The Reserve Bank of India will fine-tune the various regulatory mechanisms currently available to banks to clean up their balance sheets to increase their effectiveness.

Further, in a bid to help banks meet the stringent Basel regulatory framework, the RBI will identify non-recognisable capital that is already on bank balance sheets, such as undervalued assets, so that they count as capital as per Basel norms, provided a bank meets minimum common equity standards.

In a media interaction after announcing the sixth bi-monthly monetary policy review, RBI Governor Raghuram Rajan said following consultations with banks and NBFCs, the RBI will shortly issue instructions to further fine-tune the Joint Lenders’ Forum (which undertakes corrective action plan for stressed assets) and Strategic Debt Restructuring (involving the provision to convert debt into equity) processes.

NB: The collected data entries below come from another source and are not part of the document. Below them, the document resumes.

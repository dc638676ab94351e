// ===============================
// src/metrics.rs
// ===============================
use once_cell::sync::Lazy;
use prometheus::{
    Encoder, HistogramOpts, HistogramVec, IntCounter, IntCounterVec, IntGaugeVec, Opts, Registry,
    TextEncoder,
};
use std::io::{BufRead, BufReader, Write};
use std::net::{TcpListener, TcpStream};
use std::thread;
use tracing::{debug, error, info};

// Single custom registry (we register everything here)
pub static REGISTRY: Lazy<Registry> = Lazy::new(Registry::new);

// -------- Fetch gateway --------
pub static FETCHES: Lazy<IntCounterVec> = Lazy::new(|| {
    IntCounterVec::new(
        Opts::new("catalog_fetches_total", "completed fetches (labels: endpoint, outcome)"),
        &["endpoint", "outcome"],
    )
    .unwrap()
});

pub static FETCH_LATENCY_MS: Lazy<HistogramVec> = Lazy::new(|| {
    HistogramVec::new(
        HistogramOpts::new("catalog_fetch_latency_ms", "fetch latency (ms)")
            .buckets(vec![10.0, 25.0, 50.0, 100.0, 250.0, 500.0, 1000.0, 2500.0, 5000.0]),
        &["endpoint"],
    )
    .unwrap()
});

pub static CANCELLED: Lazy<IntCounterVec> = Lazy::new(|| {
    IntCounterVec::new(
        Opts::new("catalog_fetches_cancelled_total", "fetches cancelled before completion"),
        &["endpoint"],
    )
    .unwrap()
});

// -------- Browsing state --------
pub static STALE_COMPLETIONS: Lazy<IntCounterVec> = Lazy::new(|| {
    IntCounterVec::new(
        Opts::new(
            "catalog_stale_completions_total",
            "completions dropped because a newer request superseded them (label: slot)",
        ),
        &["slot"],
    )
    .unwrap()
});

pub static CATEGORY_DEDUP_HITS: Lazy<IntCounter> = Lazy::new(|| {
    IntCounter::new(
        "catalog_category_dedup_hits_total",
        "category fetches served by an already inflight request",
    )
    .unwrap()
});

pub static CATEGORY_LEVEL_HITS: Lazy<IntCounter> = Lazy::new(|| {
    IntCounter::new(
        "catalog_category_level_hits_total",
        "ascends served from the per-level cache without a fetch",
    )
    .unwrap()
});

pub static THUMBNAILS: Lazy<IntCounterVec> = Lazy::new(|| {
    IntCounterVec::new(
        Opts::new("catalog_thumbnails_total", "thumbnail loads (label: outcome)"),
        &["outcome"],
    )
    .unwrap()
});

// ---- Config visibility ----
pub static CONFIG_API_MODE: Lazy<IntGaugeVec> = Lazy::new(|| {
    IntGaugeVec::new(Opts::new("config_api_mode", "catalog api mode (label: mode)"), &["mode"])
        .unwrap()
});

pub fn init() {
    // Register all metrics to the custom registry
    for m in [
        REGISTRY.register(Box::new(FETCHES.clone())),
        REGISTRY.register(Box::new(FETCH_LATENCY_MS.clone())),
        REGISTRY.register(Box::new(CANCELLED.clone())),
        REGISTRY.register(Box::new(STALE_COMPLETIONS.clone())),
        REGISTRY.register(Box::new(CATEGORY_DEDUP_HITS.clone())),
        REGISTRY.register(Box::new(CATEGORY_LEVEL_HITS.clone())),
        REGISTRY.register(Box::new(THUMBNAILS.clone())),
        REGISTRY.register(Box::new(CONFIG_API_MODE.clone())),
    ] {
        // AlreadyReg on a second init is fine
        let _ = m;
    }
}

// Encode all metrics in Prometheus text format
pub fn encode_metrics() -> Vec<u8> {
    let encoder = TextEncoder::new();
    let families = REGISTRY.gather();
    let mut buf = Vec::new();
    if encoder.encode(&families, &mut buf).is_err() || buf.is_empty() {
        buf.extend_from_slice(b"# no metrics\n");
    }
    buf
}

/// Status line and body for one scrape request, keyed on its request line.
fn route(request_line: &str) -> (&'static str, Vec<u8>) {
    let mut parts = request_line.split_whitespace();
    let (method, path) = (parts.next().unwrap_or(""), parts.next().unwrap_or(""));
    let path = path.split('?').next().unwrap_or("");
    match (method, path) {
        ("GET", "/" | "/metrics") => ("200 OK", encode_metrics()),
        ("GET", _) => ("404 Not Found", b"not found\n".to_vec()),
        _ => ("405 Method Not Allowed", b"GET only\n".to_vec()),
    }
}

fn handle_scrape(stream: TcpStream) {
    let mut request_line = String::new();
    let mut reader = BufReader::new(&stream);
    if let Err(e) = reader.read_line(&mut request_line) {
        debug!(?e, "metrics request unreadable");
        return;
    }
    let (status, body) = route(&request_line);
    if !status.starts_with("200") {
        debug!(request = request_line.trim_end(), status, "metrics request rejected");
    }

    let header = format!(
        "HTTP/1.1 {status}\r\nContent-Type: text/plain; version=0.0.4; charset=utf-8\r\nContent-Length: {}\r\nConnection: close\r\n\r\n",
        body.len()
    );
    let mut out = &stream;
    if let Err(e) = out.write_all(header.as_bytes()).and_then(|_| out.write_all(&body)) {
        debug!(?e, "metrics scrape write failed");
    }
}

/// Prometheus exporter on its own OS thread, one scrape at a time.
pub async fn serve_metrics(port: u16) {
    thread::spawn(move || {
        let addr = format!("0.0.0.0:{port}");
        let listener = match TcpListener::bind(&addr) {
            Ok(l) => l,
            Err(e) => {
                error!(?e, %addr, "metrics bind failed");
                return;
            }
        };
        info!(%addr, "metrics exporter on / and /metrics");

        for conn in listener.incoming() {
            match conn {
                Ok(stream) => handle_scrape(stream),
                Err(e) => error!(?e, "metrics accept error"),
            }
        }
    });
}
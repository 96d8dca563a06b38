// Copyright 2023 The Fuchsia Authors. All rights reserved.
// Use of this source code is governed by a BSD-style license that can be
// found in the LICENSE file.

use crate::{error::WriteError, trace_header, writer::Writer, THREAD_RECORD_TYPE};
use rustc_hash::FxHasher;
use std::hash::Hasher;
use std::io::Write;
use std::num::NonZeroU8;

const THREAD_TABLE_CAPACITY: usize = 128;

#[derive(Clone, Copy, Debug, Eq, Hash, PartialEq, PartialOrd, Ord)]
pub struct ProcessKoid(pub u64);

impl From<u64> for ProcessKoid {
    fn from(n: u64) -> Self {
        Self(n)
    }
}

impl PartialEq<u64> for ProcessKoid {
    fn eq(&self, other: &u64) -> bool {
        self.0.eq(other)
    }
}

impl std::fmt::Display for ProcessKoid {
    fn fmt(&self, f: &mut std::fmt::Formatter<'_>) -> std::fmt::Result {
        write!(f, "{}", self.0)
    }
}

#[derive(Clone, Copy, Debug, Eq, Hash, PartialEq, PartialOrd, Ord)]
pub struct ThreadKoid(pub u64);

impl From<u64> for ThreadKoid {
    fn from(n: u64) -> Self {
        Self(n)
    }
}

impl PartialEq<u64> for ThreadKoid {
    fn eq(&self, other: &u64) -> bool {
        self.0.eq(other)
    }
}

impl std::fmt::Display for ThreadKoid {
    fn fmt(&self, f: &mut std::fmt::Formatter<'_>) -> std::fmt::Result {
        write!(f, "{}", self.0)
    }
}

/// Index bookkeeping for emitted thread records, keyed by the hash of a
/// (process, thread) koid pair. Works like the string table with a smaller
/// capacity.
pub(crate) struct ThreadTable {
    hashes: [u64; THREAD_TABLE_CAPACITY],
    next_index: u32,
}

impl ThreadTable {
    pub fn new() -> Self {
        Self { hashes: [0; THREAD_TABLE_CAPACITY], next_index: 0 }
    }

    fn lookup(&self, hash: u64) -> Option<NonZeroU8> {
        let in_use = (self.next_index as usize).min(THREAD_TABLE_CAPACITY);
        self.hashes[..in_use]
            .iter()
            .position(|&occupant| occupant == hash)
            .map(|slot| NonZeroU8::new(slot as u8 + 1).unwrap())
    }

    fn next_slot(&self) -> u8 {
        (self.next_index as usize % THREAD_TABLE_CAPACITY) as u8
    }

    fn insert(&mut self, hash: u64) -> NonZeroU8 {
        let slot = self.next_slot();
        self.hashes[slot as usize] = hash;
        self.next_index += 1;
        NonZeroU8::new(slot + 1).unwrap()
    }
}

impl std::fmt::Debug for ThreadTable {
    fn fmt(&self, f: &mut std::fmt::Formatter<'_>) -> std::fmt::Result {
        f.debug_struct("ThreadTable").field("next_index", &self.next_index).finish_non_exhaustive()
    }
}

fn thread_hash(process: ProcessKoid, thread: ThreadKoid) -> u64 {
    let mut hasher = FxHasher::default();
    hasher.write_u64(process.0);
    hasher.write_u64(thread.0);
    hasher.finish()
}

trace_header! {
    ThreadHeader (THREAD_RECORD_TYPE) {
        u8, thread_index: 16, 23;
    }
}

impl<W: Write> Writer<W> {
    /// Returns the thread table index bound to the koid pair, emitting a
    /// thread record that binds it first if the pair isn't already in the
    /// table.
    pub fn get_or_intern_thread(
        &mut self,
        process: ProcessKoid,
        thread: ThreadKoid,
    ) -> Result<NonZeroU8, WriteError> {
        let hash = thread_hash(process, thread);
        if let Some(index) = self.threads.lookup(hash) {
            return Ok(index);
        }
        let index = NonZeroU8::new(self.threads.next_slot() + 1).unwrap();
        self.add_thread_record(index, process, thread)?;
        Ok(self.threads.insert(hash))
    }

    fn add_thread_record(
        &mut self,
        index: NonZeroU8,
        process: ProcessKoid,
        thread: ThreadKoid,
    ) -> Result<(), WriteError> {
        let mut header = ThreadHeader::empty();
        header.set_size_words(3); // header, process koid, thread koid
        header.set_thread_index(index.get());
        self.write_word(header.raw())?;
        self.write_word(process.0)?;
        self.write_word(thread.0)
    }
}
// Copyright 2023 The Fuchsia Authors. All rights reserved.
// Use of this source code is governed by a BSD-style license that can be
// found in the LICENSE file.

use crate::{error::WriteError, trace_header, writer::Writer, INIT_RECORD_TYPE};
use std::io::Write;

trace_header! {
    InitHeader (INIT_RECORD_TYPE) {}
}

impl<W: Write> Writer<W> {
    /// Declares the tick rate for the timestamps of all subsequent event
    /// records, until replaced by another initialization record.
    pub fn add_initialization_record(&mut self, ticks_per_second: u64) -> Result<(), WriteError> {
        let mut header = InitHeader::empty();
        header.set_size_words(2);
        self.write_word(header.raw())?;
        self.write_word(ticks_per_second)
    }
}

He added that the RBI is monitoring the loan recovery process to make it more effective.

“Now, over the last few quarters, the RBI has expanded the tools banks have to deal with stressed loans. We are now working with the government and banks to ensure that the stressed assets are recognised on a proactive basis and that bank balance sheets both reflect a true and fair picture and are adequately provisioned.”

Rajan emphasised that provisioning prepares banks for possible loan loss, but if the loss doesn’t materialise, it can be written back to profits.

“We mapped out various possible scenarios to determine the extent of likely stress and believe they are all manageable. The Finance Minister has indicated he will support the public sector banks with capital infusion as needed.

“Our estimate is that the support that has been indicated will suffice, especially when coupled with other capital sources that are usually available to banks,” he said.

Non-recognisable capital

“On the issue of non-recognisable capital, you know, on a number of dimensions we have been stricter than Basel norms on recognising assets that have increased in value or assets that exist on balance sheet that will be a source of value in the future.

“For example, you may have real estate assets but we allow only a fraction of their value to be counted as capital…. We are looking at some of these to see if there is a possibility that while still remaining conservative we can allow banks a little more room to use these and as we do the analysis we will make appropriate public statements,” explained the Governor.